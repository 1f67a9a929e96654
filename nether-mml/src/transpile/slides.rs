//! Volume and pan slides longer than one driver command
//!
//! A slide command covers at most [`MAX_TICKS`] driver ticks. Longer slides
//! are cut into chunks whose deltas add up to the full amount; every chunk
//! after the first is placed at the driver tick where the previous one ends,
//! splitting the note, wait or rest that is playing at that moment.

use crate::token::{MAX_TICKS, Pitch, Token};

#[derive(Debug, Clone, Copy, PartialEq, Eq)]
enum SlideKind {
    Volume,
    Pan,
}

impl SlideKind {
    fn of(token: &Token) -> Option<(Self, i16, u32)> {
        match *token {
            Token::VolumeSlide { delta, ticks } => Some((Self::Volume, delta, ticks)),
            Token::PanSlide { delta, ticks } => Some((Self::Pan, delta, ticks)),
            _ => None,
        }
    }

    fn token(self, delta: i16, ticks: u32) -> Token {
        match self {
            Self::Volume => Token::VolumeSlide { delta, ticks },
            Self::Pan => Token::PanSlide { delta, ticks },
        }
    }

    /// A later command of the same kind replaces the running slide
    fn is_replaced_by(self, token: &Token) -> bool {
        match self {
            Self::Volume => matches!(token, Token::VolumeSlide { .. } | Token::VolumeChange(_)),
            Self::Pan => matches!(token, Token::PanSlide { .. } | Token::PanSet(_)),
        }
    }
}

/// Slide chunk due at an absolute driver tick
#[derive(Debug, Clone, Copy)]
struct Chunk {
    at: u64,
    kind: SlideKind,
    delta: i16,
    ticks: u32,
}

/// Cut a slide into `(delta, ticks)` pieces of at most [`MAX_TICKS`]
///
/// Each piece gets its proportional share of the delta, rounded toward zero;
/// the last piece takes the remainder so the total is exact.
pub fn split_slide(delta: i16, ticks: u32) -> Vec<(i16, u32)> {
    let mut pieces = Vec::with_capacity(ticks.div_ceil(MAX_TICKS) as usize);
    let mut done = 0;
    let mut given: i64 = 0;
    while done < ticks {
        let length = (ticks - done).min(MAX_TICKS);
        done += length;
        let part = if done == ticks {
            delta as i64 - given
        } else {
            delta as i64 * length as i64 / ticks as i64
        };
        given += part;
        pieces.push((part as i16, length));
    }
    pieces
}

/// Cut a timed token after `at` ticks (`0 < at < ticks`)
fn split_timed(token: Token, at: u32) -> (Token, Token) {
    let rest = token.ticks() - at;
    match token {
        Token::Rest(_) => (Token::Rest(at), Token::Rest(rest)),
        Token::Note { pitch, .. } => (
            Token::Note {
                pitch,
                ticks: at,
                tie: true,
            },
            Token::Wait(rest),
        ),
        Token::NoiseNote { frequency, .. } => (
            Token::NoiseNote {
                frequency,
                ticks: at,
                tie: true,
            },
            Token::Wait(rest),
        ),
        Token::ArpeggioNote { notes, speed, .. } => (
            Token::ArpeggioNote {
                notes,
                ticks: at,
                speed,
            },
            Token::Wait(rest),
        ),
        Token::SlideNote {
            from,
            to,
            ticks,
            tie,
        } => {
            let span = to.semitones() as f64 - from.semitones() as f64;
            let middle = Pitch::from_semitones(
                (from.semitones() as f64 + span * at as f64 / ticks as f64).round() as i16,
            );
            let head = if middle == from {
                Token::Note {
                    pitch: from,
                    ticks: at,
                    tie: true,
                }
            } else {
                Token::SlideNote {
                    from,
                    to: middle,
                    ticks: at,
                    tie: true,
                }
            };
            let tail = if middle == to {
                Token::Wait(rest)
            } else {
                Token::SlideNote {
                    from: middle,
                    to,
                    ticks: rest,
                    tie,
                }
            };
            (head, tail)
        }
        _ => (Token::Wait(at), Token::Wait(rest)),
    }
}

/// Split every slide longer than [`MAX_TICKS`] and schedule its chunks
pub fn spread_slides(tokens: Vec<Token>) -> Vec<Token> {
    let long = |t: &Token| SlideKind::of(t).is_some_and(|(_, _, ticks)| ticks > MAX_TICKS);
    if !tokens.iter().any(long) {
        return tokens;
    }

    let mut out = Vec::with_capacity(tokens.len() + 8);
    let mut pending: Vec<Chunk> = Vec::new();
    let mut now: u64 = 0;

    for token in tokens {
        pending.retain(|c| !c.kind.is_replaced_by(&token));

        if let Some((kind, delta, ticks)) = SlideKind::of(&token)
            && ticks > MAX_TICKS
        {
            let mut at = now;
            for (i, (delta, ticks)) in split_slide(delta, ticks).into_iter().enumerate() {
                if i == 0 {
                    out.push(kind.token(delta, ticks));
                } else {
                    pending.push(Chunk {
                        at,
                        kind,
                        delta,
                        ticks,
                    });
                }
                at += ticks as u64;
            }
            pending.sort_by_key(|c| c.at);
            continue;
        }

        let mut token = token;
        loop {
            while let Some(chunk) = pending.first().copied()
                && chunk.at <= now
            {
                out.push(chunk.kind.token(chunk.delta, chunk.ticks));
                pending.remove(0);
            }
            let ticks = token.ticks() as u64;
            match pending.first() {
                Some(chunk) if ticks > 0 && chunk.at < now + ticks => {
                    let (head, tail) = split_timed(token, (chunk.at - now) as u32);
                    now = chunk.at;
                    out.push(head);
                    token = tail;
                }
                _ => {
                    now += ticks;
                    out.push(token);
                    break;
                }
            }
        }
    }
    out
}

========================================================================

### Task prompt:
As you read the records above, find each line that contains "after" and copy it.

### Exercise answer:
//! after the first is placed at the driver tick where the previous one ends,
/// Cut a timed token after `at` ticks (`0 < at < ticks`)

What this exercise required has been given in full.